Developer Dude replied on Thu, 2009/07/09 - 11:58am

I agree with Olli.

It is one thing to come up with reusable ORMs, collections, I/O libs, servlet containers, etc., (and even there - how many different servlet/application containers do we have?) - it is another thing altogether to come up with reusable business domain objects. We can't even agree on what an address or a telephone number is (how many devs have written their own variation of these, usually a new one for every new project, or at least at every new job? Probably every one of us), much less what a billing or ledger entry is, not to mention business domain concepts that are even more specialized (what is an office visit for a dentist, v. one for an MD, or even a lawyer?).

I think we can come up with some agreements on such things as addresses, telephone numbers - after some research, review and iterations, but vertical business domain objects? Not in the near future IMO (I don't know enough about DSLs to say if they are a possible solution - but the idea of domain specific definitions has been tried before with XML, and I don't know very many projects that have used those schemas).

I have seen very little horizontal reuse in most of the projects I have worked on (except for rusing things like languages and third party libs), even when it was fairly simple, relatively pain free, and really obvious how to implement the reuse. Everybody has their head down in the code, writing the same thing over and over again to bother with reuse. The bigger picture of reuse in the vertical axis is totally ignored. Good luck with that.

Johannes Brodwall replied on Mon, 2009/07/13 - 7:19am

I've seen the same problems with horizontal reuse as Developer Dude mentions. I think it's caused by the problem that you can basically not achieve the following at the same time:

  • Reuse
  • Quality: The code is fit for purpose, and as Kirk mentions: usable. In order to be good, code has to evolve.
  • Stability: There's not a lot of disturbing changes coming from others. Ultimately, this will lead to branching and possibly, completely forking of the code.

In order to have good code, it has to evolve, but changes will cause problems for other users of the code and other people's changes will cause problems for you. Ultimately, we may decide to split the code again and stop reusing.

I wrote a bit more about this on my blog a few months back.

As a counter point to the "doom and gloom" about reuse, I'd like to point out that the standard Java library that we reuse every day is much, much bigger than what we'd expect from a language ten years ago. So we are reusing much more. This also means that the "marked" for internal reusable code is smaller. The easy cases have been covered already.

Developer Dude replied on Fri, 2009/08/07 - 7:12pm

Regarding changes to reused code, churn, impact, etc.: I think it is important to write to interfaces where possible and to change your interfaces minimally.
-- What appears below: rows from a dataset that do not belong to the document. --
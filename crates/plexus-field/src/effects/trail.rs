//! Pointer trail with fading sparks.

use std::collections::VecDeque;

use rand::Rng;

use crate::color::Rgb;
use crate::geometry::Point;
use crate::surface::{Glow, Surface};

/// Pointer samples kept in the history.
pub const MAX_TRAIL: usize = 20;

/// Chance that a pointer move leaves a spark behind.
const SPARK_CHANCE: f64 = 0.1;
const SPARK_COLOR: Rgb = Rgb(0, 217, 255);
const SPARK_ALPHA: f32 = 0.6;
const SPARK_RADIUS: f32 = 1.5;
const SPARK_HALO: f32 = 10.0;
/// Time a spark stays at full strength.
const SPARK_HOLD_MS: u64 = 50;
/// Time a spark takes to fade and shrink away after the hold.
const SPARK_FADE_MS: u64 = 500;

/// One recorded pointer position.
#[derive(Debug, Clone, Copy, PartialEq)]
pub struct TrailPoint {
    pub position: Point,
    pub at_ms: u64,
}

/// Recent pointer positions and the sparks they left.
#[derive(Debug, Clone)]
pub struct CursorTrail {
    history: VecDeque<TrailPoint>,
    sparks: Vec<TrailPoint>,
    spark_chance: f64,
}

impl Default for CursorTrail {
    fn default() -> Self {
        Self::new()
    }
}

impl CursorTrail {
    pub fn new() -> Self {
        Self::with_spark_chance(SPARK_CHANCE)
    }

    /// A trail whose moves emit sparks with the given probability.
    pub fn with_spark_chance(chance: f64) -> Self {
        Self {
            history: VecDeque::with_capacity(MAX_TRAIL + 1),
            sparks: Vec::new(),
            spark_chance: chance.clamp(0.0, 1.0),
        }
    }

    /// Record a pointer move at `now_ms`.
    pub fn record<R: Rng + ?Sized>(&mut self, rng: &mut R, position: Point, now_ms: u64) {
        let point = TrailPoint {
            position,
            at_ms: now_ms,
        };
        self.history.push_back(point);
        if self.history.len() > MAX_TRAIL {
            self.history.pop_front();
        }
        if rng.random_bool(self.spark_chance) {
            self.sparks.push(point);
        }
    }

    pub fn history(&self) -> impl Iterator<Item = &TrailPoint> {
        self.history.iter()
    }

    pub fn sparks(&self) -> &[TrailPoint] {
        &self.sparks
    }

    /// Drop sparks that have fully faded by `now_ms`.
    pub fn prune(&mut self, now_ms: u64) {
        self.sparks.retain(|s| now_ms.saturating_sub(s.at_ms) < SPARK_HOLD_MS + SPARK_FADE_MS);
    }

    pub fn draw<S: Surface + ?Sized>(&self, surface: &mut S, now_ms: u64) {
        for spark in &self.sparks {
            let strength = spark_strength(now_ms.saturating_sub(spark.at_ms));
            if strength <= 0.0 {
                continue;
            }
            surface.fill_glow(
                spark.position,
                Glow {
                    color: SPARK_COLOR.alpha(SPARK_ALPHA * strength),
                    radius: (SPARK_RADIUS + SPARK_HALO / 2.0) * strength,
                    fade_radius: (SPARK_RADIUS + SPARK_HALO) * strength,
                },
            );
        }
    }
}

/// Scale of a spark `age_ms` after it was emitted, from 1 down to 0.
fn spark_strength(age_ms: u64) -> f32 {
    if age_ms <= SPARK_HOLD_MS {
        1.0
    } else {
        let t = (age_ms - SPARK_HOLD_MS) as f32 / SPARK_FADE_MS as f32;
        (1.0 - t).max(0.0)
    }
}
Good API design also means being consistent about method names, argument types and patterns. For example, most of my DAOs look the same: they consist of a number of CRUD methods literally named Create, Retrieve, Update and Delete and I try to have the variations of these make sense for those methods that return one item v. a list. We have all seen APIs (including the JDK) where there are methods that start with 'find', others that do the same thing that are 'get', and yet others that start with 'search'.
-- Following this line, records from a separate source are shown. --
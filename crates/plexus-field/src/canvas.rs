//! Terminal surface backed by a ratatui braille canvas.

use ratatui::{
    buffer::Buffer,
    layout::{Position, Rect},
    symbols::Marker,
    widgets::{
        Widget,
        canvas::{Canvas, Line as CanvasLine, Painter, Shape},
    },
};

use crate::color::{Rgb, Rgba};
use crate::geometry::{Point, Size};
use crate::surface::{DrawCall, Glow, Stroke, Surface};

/// Colours fainter than this are not drawn; they would only overwrite
/// brighter neighbours sharing the same cell.
const MIN_VISIBLE_ALPHA: f32 = 0.02;

/// Braille dots per terminal cell.
const DOTS_PER_CELL_X: f32 = 2.0;
const DOTS_PER_CELL_Y: f32 = 4.0;

/// A surface mapped onto a terminal area.
///
/// Each cell stands for `cell_width × cell_height` virtual pixels. Drawing
/// calls are kept as a display list and turned into a [`Canvas`] when the
/// surface is rendered as a widget.
#[derive(Debug, Clone)]
pub struct CanvasSurface {
    area: Rect,
    cell_width: u16,
    cell_height: u16,
    backdrop: Rgb,
    ops: Vec<DrawCall>,
}

impl CanvasSurface {
    /// Surface for `area`, or `None` if there is nothing to draw on.
    pub fn for_area(area: Rect, cell_width: u16, cell_height: u16, backdrop: Rgb) -> Option<Self> {
        if area.is_empty() || cell_width == 0 || cell_height == 0 {
            tracing::warn!(?area, cell_width, cell_height, "no drawable area");
            return None;
        }
        Some(Self {
            area,
            cell_width,
            cell_height,
            backdrop,
            ops: Vec::new(),
        })
    }

    pub fn area(&self) -> Rect {
        self.area
    }

    /// Move or resize the terminal area this surface covers.
    pub fn set_area(&mut self, area: Rect) {
        self.area = area;
    }

    pub fn backdrop(&self) -> Rgb {
        self.backdrop
    }

    /// Convert a terminal cell to the surface point at its centre.
    ///
    /// Returns `None` for cells outside the area.
    pub fn cell_to_point(&self, column: u16, row: u16) -> Option<Point> {
        if !self.area.contains(Position::new(column, row)) {
            return None;
        }
        let cw = f32::from(self.cell_width);
        let ch = f32::from(self.cell_height);
        Some(Point::new(
            f32::from(column - self.area.x) * cw + cw / 2.0,
            f32::from(row - self.area.y) * ch + ch / 2.0,
        ))
    }

    fn dot_spacing(&self) -> (f64, f64) {
        (
            f64::from(f32::from(self.cell_width) / DOTS_PER_CELL_X),
            f64::from(f32::from(self.cell_height) / DOTS_PER_CELL_Y),
        )
    }

    fn visible(&self, color: Rgba) -> Option<ratatui::style::Color> {
        (color.alpha >= MIN_VISIBLE_ALPHA).then(|| color.over(self.backdrop).into())
    }
}

impl Surface for CanvasSurface {
    fn size(&self) -> Size {
        Size::new(
            f32::from(self.area.width) * f32::from(self.cell_width),
            f32::from(self.area.height) * f32::from(self.cell_height),
        )
    }

    fn clear(&mut self) {
        self.ops.clear();
    }

    fn stroke_line(&mut self, from: Point, to: Point, stroke: Stroke) {
        self.ops.push(DrawCall::Line { from, to, stroke });
    }

    fn fill_glow(&mut self, center: Point, glow: Glow) {
        self.ops.push(DrawCall::Glow { center, glow });
    }
}

impl Widget for &CanvasSurface {
    fn render(self, area: Rect, buf: &mut Buffer) {
        // The terminal may have shrunk before the resize event arrives.
        let area = area.intersection(buf.area);
        if area.is_empty() {
            return;
        }
        let size = self.size();
        let height = f64::from(size.height);
        // Canvas y grows upward, surface y grows downward.
        let flip = |y: f32| height - f64::from(y);
        let (step_x, step_y) = self.dot_spacing();

        Canvas::default()
            .marker(Marker::Braille)
            .background_color(self.backdrop.into())
            .x_bounds([0.0, f64::from(size.width)])
            .y_bounds([0.0, height])
            .paint(|ctx| {
                for op in &self.ops {
                    match op {
                        DrawCall::Clear => {}
                        DrawCall::Line { from, to, stroke } => {
                            if let Some(color) = self.visible(stroke.color) {
                                ctx.draw(&CanvasLine::new(
                                    f64::from(from.x),
                                    flip(from.y),
                                    f64::from(to.x),
                                    flip(to.y),
                                    color,
                                ));
                            }
                        }
                        DrawCall::Glow { center, glow } => {
                            ctx.draw(&GlowShape {
                                x: f64::from(center.x),
                                y: flip(center.y),
                                glow: *glow,
                                backdrop: self.backdrop,
                                step_x,
                                step_y,
                            });
                        }
                    }
                }
            })
            .render(area, buf);
    }
}

/// A glow sampled at braille dot resolution.
struct GlowShape {
    x: f64,
    y: f64,
    glow: Glow,
    backdrop: Rgb,
    step_x: f64,
    step_y: f64,
}

impl Shape for GlowShape {
    fn draw(&self, painter: &mut Painter) {
        let radius = f64::from(self.glow.radius);
        let reach_x = (radius / self.step_x).floor() as i32;
        let reach_y = (radius / self.step_y).floor() as i32;

        // Outer dots first so the brighter centre wins a shared cell.
        let mut dots: Vec<(f64, f64, f32)> = Vec::new();
        for i in -reach_x..=reach_x {
            for j in -reach_y..=reach_y {
                let dx = f64::from(i) * self.step_x;
                let dy = f64::from(j) * self.step_y;
                let distance = dx.hypot(dy) as f32;
                if distance <= self.glow.radius {
                    dots.push((dx, dy, distance));
                }
            }
        }
        dots.sort_by(|a, b| b.2.total_cmp(&a.2));

        for (dx, dy, distance) in dots {
            // The centre always shows, however small the disc.
            let alpha = if distance == 0.0 {
                self.glow.color.alpha
            } else {
                self.glow.alpha_at(distance)
            };
            if alpha < MIN_VISIBLE_ALPHA {
                continue;
            }
            if let Some((px, py)) = painter.get_point(self.x + dx, self.y + dy) {
                let color = self.glow.color.rgb.alpha(alpha).over(self.backdrop);
                painter.paint(px, py, color.into());
            }
        }
    }
}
I am getting to the point where I won't do 'isSomething' anymore because it is not as discoverable as 'getSomeBoolean'. Sure the former may be more semantically correct and human readable, but anybody who has ever written code to interface with a bean/POJO with getters/setters (which is almost anybody who has written Java code) has quickly come to understand the 'get'/'set' convention.

So some simple to implement/comprehend practices for writing code can minimize the unnecessary churn/impact of changes.